@brent: I saw that post but doing simple string matching with just gene synonyms is very ineffective.

Also look at this question.

I know of biocreative ... and the code is usually good. But I find that they usually require a pre-tagged corpus and they don't always include one in the distribution.

I'll try out GNAT though, thanks for the link.

Just tried the webserver, doesn't seem to actually work (Just gives an unhelpful error message). Also, since I need to annotate many species (ie. all bacterial species) this won't really work. I do like the idea of merging LINNAEUS with the Whatizit tool to help disambiguate.
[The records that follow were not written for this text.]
use klondike_deal::deal::{self, DealConfig, DealStrategy};
use klondike_deal::deal_code;
use klondike_deal::game::{DrawMode, GameState};
use klondike_deal::greedy;
use klondike_deal::search::{self, SearchConfig, TerminationReason};
use klondike_deal::generate_guaranteed_solvable_deal;
use rand::rngs::StdRng;
use rand::SeedableRng;

#[test]
fn reverse_play_draw_one_deals_are_all_solvable() {
    let mut rng = StdRng::seed_from_u64(2024);
    for i in 0..100 {
        let state = deal::reverse_play_deal_with_rng(DrawMode::One, &mut rng);
        assert!(state.is_fresh_deal(), "deal {i} is not a standard layout");
        state.validate().unwrap();

        let outcome = search::solve(&state, &SearchConfig::default());
        assert!(outcome.is_win, "deal {i}: {:?}", outcome.termination);
        assert_eq!(outcome.termination, TerminationReason::Win);

        // The winning line replays to a won position through the public API.
        let mut replay = state;
        for mv in outcome.winning_line.unwrap() {
            assert!(replay.try_move(mv), "deal {i}: illegal {mv:?}");
        }
        assert!(replay.is_won());
        assert!(replay.is_complete);
    }
}

#[test]
fn guaranteed_deals_are_fresh_and_winnable() {
    for mode in [DrawMode::One, DrawMode::Three] {
        let state = generate_guaranteed_solvable_deal(mode);
        assert!(state.is_fresh_deal());
        assert_eq!(state.draw_mode, mode);
        state.validate().unwrap();
        if mode == DrawMode::One {
            assert!(search::can_solve(&state));
        }
    }
}

#[test]
fn seeded_generation_is_reproducible() {
    let config = DealConfig {
        max_attempts: 3,
        ..DealConfig::default()
    };
    let a = deal::generate_guaranteed_solvable_deal_with(DrawMode::One, &config, &mut StdRng::seed_from_u64(11));
    let b = deal::generate_guaranteed_solvable_deal_with(DrawMode::One, &config, &mut StdRng::seed_from_u64(11));
    assert_eq!(a, b);
    assert!(a.verified);
    if a.strategy == DealStrategy::GenerateAndTest {
        assert!(a.attempts <= 3);
    } else {
        assert_eq!(a.attempts, 4);
    }
    assert!(search::can_solve(&a.state));
}

#[test]
fn greedy_wins_are_search_wins() {
    let mut rng = StdRng::seed_from_u64(5);
    for _ in 0..20 {
        let state = deal::reverse_play_deal_with_rng(DrawMode::One, &mut rng);
        if greedy::can_solve_greedy(&state) {
            assert!(search::can_solve(&state));
        }
    }
}

#[test]
fn deal_numbers_reload_generated_deals() {
    let mut rng = StdRng::seed_from_u64(31);
    let state = deal::reverse_play_deal_with_rng(DrawMode::Three, &mut rng);
    let number = deal_code::deal_number_of(&state).unwrap();
    let deck = deal_code::parse_deal_code(&number.to_string()).unwrap();
    assert_eq!(GameState::deal_from_deck(&deck, DrawMode::Three), state);
}

#[test]
fn game_state_survives_json() {
    let mut rng = StdRng::seed_from_u64(17);
    let mut state = deal::random_deal_with_rng(DrawMode::Three, &mut rng);
    for _ in 0..5 {
        let mv = klondike_deal::moves::suggest_move(&state).unwrap();
        assert!(state.try_move(mv));
    }

    let json = serde_json::to_string(&state).unwrap();
    let back: GameState = serde_json::from_str(&json).unwrap();
    assert_eq!(back, state);
    back.validated().unwrap();
}

#[test]
fn draw_mode_serializes_as_a_number() {
    assert_eq!(serde_json::to_string(&DrawMode::One).unwrap(), "1");
    assert_eq!(serde_json::to_string(&DrawMode::Three).unwrap(), "3");
    assert_eq!(serde_json::from_str::<DrawMode>("3").unwrap(), DrawMode::Three);
    assert!(serde_json::from_str::<DrawMode>("2").is_err());
}

#[test]
fn loaded_states_are_checked() {
    let state = GameState::deal_from_deck(&klondike_deal::card::shuffled_deck_from_seed(3), DrawMode::One);
    let mut value = serde_json::to_value(state).unwrap();

    // More cards than a foundation can hold.
    let card = value["stock"][0].clone();
    value["foundations"][0] = serde_json::Value::Array(vec![card; 14]);
    assert!(serde_json::from_value::<GameState>(value.clone()).is_err());

    // A duplicated card deserializes but fails validation.
    let mut dup = serde_json::to_value(state).unwrap();
    let first = dup["stock"][0].clone();
    dup["stock"][1] = first;
    let loaded: GameState = serde_json::from_value(dup).unwrap();
    assert!(loaded.validate().is_err());
}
GNAT is actually a standalone tool, so I would ignore the web-service. At my previous lab, we used the GNAT+LINNAEUS combo over MEDLINE for the 16 default species. It should be no problem to switch to different sets of species though -- because that's what the tools are written for. It is more a question of available memory to which gene/species dictionaries you would like to load. You might need to divide and conquer if you cannot load all dictionaries in one go...

Okay, I'll take a closer look at the stand-alone version.
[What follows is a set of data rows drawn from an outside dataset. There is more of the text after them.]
//! Move representation, application, and generation for Klondike.
//!
//! This module defines a compact `Move` type plus:
//!   - `Move::apply`, which mutates a `GameState` in place (flipping any
//!     newly exposed tableau card)
//!   - `Move::is_legal`, the rules check used by interactive play
//!   - `generate_legal_moves`, which lists everything legal in a position
//!   - `generate_search_moves`, the filtered, ordered list the exhaustive
//!     solver expands
//!   - `suggest_move`, a one-step hint for a player.
//!
//! Indices are 0-based internally but printed 1-based for humans.

use serde::{Deserialize, Serialize};

use crate::card::{Card, Rank};
use crate::game::{GameState, TableauPile, NUM_TABLEAU_PILES};
use crate::pile::Pile;
use crate::rules::{self, PileKind};

/// Where the cards of a move come from.
#[derive(Clone, Copy, Debug, PartialEq, Eq, Hash, Serialize, Deserialize)]
pub enum Source {
    /// The top card of the waste.
    Waste,
    /// The top `count` cards of tableau pile `pile`.
    Tableau { pile: u8, count: u8 },
}

impl Source {
    /// The single top card of tableau pile `pile`.
    #[inline]
    pub fn tableau_top(pile: usize) -> Self {
        Source::Tableau {
            pile: pile as u8,
            count: 1,
        }
    }

    pub fn kind(self) -> PileKind {
        match self {
            Source::Waste => PileKind::Waste,
            Source::Tableau { .. } => PileKind::Tableau,
        }
    }

    pub fn index(self) -> usize {
        match self {
            Source::Waste => 0,
            Source::Tableau { pile, .. } => pile as usize,
        }
    }

    /// The selected cards, bottom-most first, or `None` if the selection
    /// is empty or reaches past the bottom of the pile.
    pub fn cards(self, state: &GameState) -> Option<&[Card]> {
        match self {
            Source::Waste => (!state.waste.is_empty()).then(|| state.waste.top_slice(1)),
            Source::Tableau { pile, count } => {
                let pile = state.tableau.get(pile as usize)?;
                let count = count as usize;
                (count > 0 && count <= pile.len()).then(|| pile.top_slice(count))
            }
        }
    }
}

/// A single Klondike move.
#[derive(Clone, Copy, Debug, PartialEq, Eq, Hash, Serialize, Deserialize)]
pub enum Move {
    /// Move one card to foundation `foundation`.
    ToFoundation { from: Source, foundation: u8 },
    /// Move a card or a run onto tableau pile `to`.
    ToTableau { from: Source, to: u8 },
    /// Turn over up to `draw_mode` cards from the stock onto the waste.
    Draw,
    /// Stock empty: turn the waste over to form a new stock.
    Recycle,
}

impl Move {
    /// Check this move against the rules in `state`.
    pub fn is_legal(&self, state: &GameState) -> bool {
        match *self {
            Move::ToFoundation { from, foundation } => {
                let Some(cards) = from.cards(state) else {
                    return false;
                };
                (foundation as usize) < state.foundations.len()
                    && rules::is_valid_move(
                        cards,
                        from.kind(),
                        from.index(),
                        PileKind::Foundation,
                        foundation as usize,
                        state,
                    )
            }
            Move::ToTableau { from, to } => {
                let Some(cards) = from.cards(state) else {
                    return false;
                };
                if let Source::Tableau { pile, .. } = from {
                    if pile == to {
                        return false;
                    }
                }
                (to as usize) < NUM_TABLEAU_PILES
                    && rules::is_valid_move(
                        cards,
                        from.kind(),
                        from.index(),
                        PileKind::Tableau,
                        to as usize,
                        state,
                    )
            }
            Move::Draw => !state.stock.is_empty(),
            Move::Recycle => state.stock.is_empty() && !state.waste.is_empty(),
        }
    }

    /// Apply this move to `state`, mutating it in place.
    ///
    /// The move is assumed legal; it is not re-checked. Returns `true` if a
    /// face-down tableau card was turned face-up as a result.
    pub fn apply(&self, state: &mut GameState) -> bool {
        match *self {
            Move::ToFoundation { from, foundation } => {
                let (cards, flipped) = take_cards(state, from);
                let dst = &mut state.foundations[foundation as usize];
                for card in cards.iter() {
                    dst.push(card.turned_up());
                }
                flipped
            }

            Move::ToTableau { from, to } => {
                let (cards, flipped) = take_cards(state, from);
                state.tableau[to as usize].extend_from_slice(cards.as_slice());
                flipped
            }

            Move::Draw => {
                // The drawn block keeps its order, so the last stock card
                // becomes the top of the waste.
                let count = state.draw_mode.cards_per_draw().min(state.stock.len());
                let drawn: Pile<3> = Pile::from_slice(state.stock.top_slice(count));
                let remaining = state.stock.len() - count;
                state.stock.truncate(remaining);
                for card in drawn.iter() {
                    state.waste.push(card.turned_up());
                }
                false
            }

            Move::Recycle => {
                while let Some(card) = state.waste.pop() {
                    state.stock.push(card.turned_down());
                }
                false
            }
        }
    }

    /// Render a move as a human-readable string, using `state` (the
    /// position before the move) to name the cards involved.
    pub fn describe(&self, state: &GameState) -> String {
        let source_text = |from: Source| -> String {
            match (from, from.cards(state)) {
                (Source::Waste, Some(cards)) => format!("Waste: {}", cards[0]),
                (Source::Waste, None) => "Waste (empty)".to_string(),
                (Source::Tableau { pile, .. }, Some(cards)) if cards.len() == 1 => {
                    format!("Pile {}: {}", pile + 1, cards[0])
                }
                (Source::Tableau { pile, .. }, Some(cards)) => format!(
                    "Pile {}: {}..{}",
                    pile + 1,
                    cards[0],
                    cards[cards.len() - 1]
                ),
                (Source::Tableau { pile, .. }, None) => format!("Pile {} (empty)", pile + 1),
            }
        };

        match *self {
            Move::ToFoundation { from, foundation } => {
                format!("{} -> Foundation {}", source_text(from), foundation + 1)
            }
            Move::ToTableau { from, to } => format!("{} -> Pile {}", source_text(from), to + 1),
            Move::Draw => format!(
                "Draw {} from Stock",
                state.draw_mode.cards_per_draw().min(state.stock.len())
            ),
            Move::Recycle => "Recycle Waste into Stock".to_string(),
        }
    }
}

/// Remove the cards selected by `from` and flip any tableau card left
/// exposed. Returns the removed cards (bottom-most first) and whether a
/// flip happened.
fn take_cards(state: &mut GameState, from: Source) -> (TableauPile, bool) {
    match from {
        Source::Waste => {
            let mut cards = TableauPile::new();
            if let Some(card) = state.waste.pop() {
                cards.push(card);
            }
            (cards, false)
        }
        Source::Tableau { pile, count } => {
            let src = &mut state.tableau[pile as usize];
            let count = (count as usize).min(src.len());
            let cards = TableauPile::from_slice(src.top_slice(count));
            let remaining = src.len() - count;
            src.truncate(remaining);
            let flipped = src.flip_exposed_top();
            (cards, flipped)
        }
    }
}

/// The waste and every tableau top, in the order foundation moves are
/// tried.
fn foundation_candidates() -> impl Iterator<Item = Source> {
    core::iter::once(Source::Waste).chain((0..NUM_TABLEAU_PILES).map(Source::tableau_top))
}

/// A foundation move for the top card of `from`, if one is legal.
fn foundation_move(state: &GameState, from: Source) -> Option<Move> {
    let cards = from.cards(state)?;
    if !cards[0].is_face_up() {
        return None;
    }
    let foundation = rules::find_auto_move(cards[0], state)?;
    Some(Move::ToFoundation {
        from,
        foundation: foundation as u8,
    })
}

/// True if moving the run starting at `start` of `src` onto `dst` makes
/// progress: it exposes a face-down card, or brings a King to an empty pile
/// from a pile that has something under it.
pub fn is_productive_tableau_move(src: &TableauPile, start: usize, dst: &TableauPile) -> bool {
    let cards = src.as_slice();
    if start == 0 || start >= cards.len() {
        return false;
    }
    let exposes = !cards[start - 1].is_face_up();
    let king_to_empty = cards[start].rank() == Rank::King && dst.is_empty();
    exposes || king_to_empty
}

/// Every (start, destination) pair for which the face-up run starting at
/// `start` of pile `src_idx` can legally go onto another pile.
fn tableau_run_moves(state: &GameState, src_idx: usize) -> impl Iterator<Item = (usize, usize)> + '_ {
    let src = &state.tableau[src_idx];
    let cards = src.as_slice();
    (src.face_up_start()..cards.len())
        .filter(move |&start| rules::is_valid_run(&cards[start..]))
        .flat_map(move |start| {
            (0..NUM_TABLEAU_PILES)
                .filter(move |&dst| {
                    dst != src_idx && rules::can_place_on_tableau(cards[start], state.tableau[dst].as_slice())
                })
                .map(move |dst| (start, dst))
        })
}

fn tableau_move(state: &GameState, src_idx: usize, start: usize, dst: usize) -> Move {
    Move::ToTableau {
        from: Source::Tableau {
            pile: src_idx as u8,
            count: (state.tableau[src_idx].len() - start) as u8,
        },
        to: dst as u8,
    }
}

/// Generate all legal moves from the given state.
///
/// This does **not** prioritize moves beyond a fixed, deterministic order;
/// it lists everything that is legal:
///   - Waste / tableau top -> Foundation (first accepting foundation)
///   - Waste -> Tableau
///   - Tableau -> Tableau (any valid face-up run)
///   - Draw when the stock is non-empty
///   - Recycle when the stock is empty and the waste is not
pub fn generate_legal_moves(state: &GameState) -> Vec<Move> {
    let mut moves: Vec<Move> = foundation_candidates()
        .filter_map(|from| foundation_move(state, from))
        .collect();

    if let Some(card) = state.waste.top() {
        for (to, pile) in state.tableau.iter().enumerate() {
            if rules::can_place_on_tableau(card, pile.as_slice()) {
                moves.push(Move::ToTableau {
                    from: Source::Waste,
                    to: to as u8,
                });
            }
        }
    }

    for src_idx in 0..NUM_TABLEAU_PILES {
        for (start, dst) in tableau_run_moves(state, src_idx) {
            moves.push(tableau_move(state, src_idx, start, dst));
        }
    }

    if Move::Draw.is_legal(state) {
        moves.push(Move::Draw);
    }
    if Move::Recycle.is_legal(state) {
        moves.push(Move::Recycle);
    }

    moves
}

/// Generate the moves the exhaustive solver expands, in the order it tries
/// them:
///   1. foundation moves (waste first, then tableau piles in order)
///   2. Draw, or Recycle when the stock is empty
///   3. waste -> tableau
///   4. tableau -> tableau, only when `is_productive_tableau_move` holds.
pub fn generate_search_moves(state: &GameState) -> Vec<Move> {
    let mut moves: Vec<Move> = foundation_candidates()
        .filter_map(|from| foundation_move(state, from))
        .collect();

    if Move::Draw.is_legal(state) {
        moves.push(Move::Draw);
    } else if Move::Recycle.is_legal(state) {
        moves.push(Move::Recycle);
    }

    if let Some(card) = state.waste.top() {
        for (to, pile) in state.tableau.iter().enumerate() {
            if rules::can_place_on_tableau(card, pile.as_slice()) {
                moves.push(Move::ToTableau {
                    from: Source::Waste,
                    to: to as u8,
                });
            }
        }
    }

    for src_idx in 0..NUM_TABLEAU_PILES {
        for (start, dst) in tableau_run_moves(state, src_idx) {
            if is_productive_tableau_move(&state.tableau[src_idx], start, &state.tableau[dst]) {
                moves.push(tableau_move(state, src_idx, start, dst));
            }
        }
    }

    moves
}

/// Suggest a single move for a player, or `None` if nothing helps.
///
/// Preference order: the waste card (foundation, then tableau), then
/// tableau cards that can go up or that uncover something, then the
/// stock (draw, or recycle when it is empty).
pub fn suggest_move(state: &GameState) -> Option<Move> {
    if let Some(mv) = foundation_move(state, Source::Waste) {
        return Some(mv);
    }
    if let Some(card) = state.waste.top() {
        if let Some(to) = rules::find_valid_tableau_destination(card, state) {
            return Some(Move::ToTableau {
                from: Source::Waste,
                to: to as u8,
            });
        }
    }

    for src_idx in 0..NUM_TABLEAU_PILES {
        if let Some(mv) = foundation_move(state, Source::tableau_top(src_idx)) {
            return Some(mv);
        }
        let productive = tableau_run_moves(state, src_idx).find(|&(start, dst)| {
            is_productive_tableau_move(&state.tableau[src_idx], start, &state.tableau[dst])
        });
        if let Some((start, dst)) = productive {
            return Some(tableau_move(state, src_idx, start, dst));
        }
    }

    if Move::Draw.is_legal(state) {
        Some(Move::Draw)
    } else if Move::Recycle.is_legal(state) {
        Some(Move::Recycle)
    } else {
        None
    }
}

// ----- Tests -----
We have the same experience. It is easier (although not without problems) to get the right gene than it is to get the right species, especially if there is more than one species in the paper. I would like to hear your experiences with LINNAEUS.

Hi Chris! LINNAEUS is fast, but it does only simple string matching. This works alright due to the latin species names, so there is little chance that a species name could be confused with something else. Of course, this approach fails for common species names. You can have a look at the string matching performance between LINNAEUS and a 172-line Ruby script that I have written: http://joachimbaran.wordpress.com/2010/11/01/named-entity-recognition-mesh-in-medline/

I've gone through the papers you've mentioned before starting this project (I hate re-inventing the wheel) ... but for various reasons have gotten only one to work properly (MutationFinder from Caporaso et. all for mutation detection already). The MEMA paper only provides a methodology (the link in the paper only refers to a database of extracted mentions and not actual code or webservice). CoagMB and MuGeX don't actually have code attached and their webservices can't accept arbitrary text. And VTag has suffered from link-death.

If you working code for any I'd be glad to see them.

I'm not really trying for a killer app ... this is just something to make other parts of my literature search more complete and "unbiased"

Nope, we've never tried these systems in the lab ourselves, so thanks for the status report. Sounds like there is still some room for the killer app!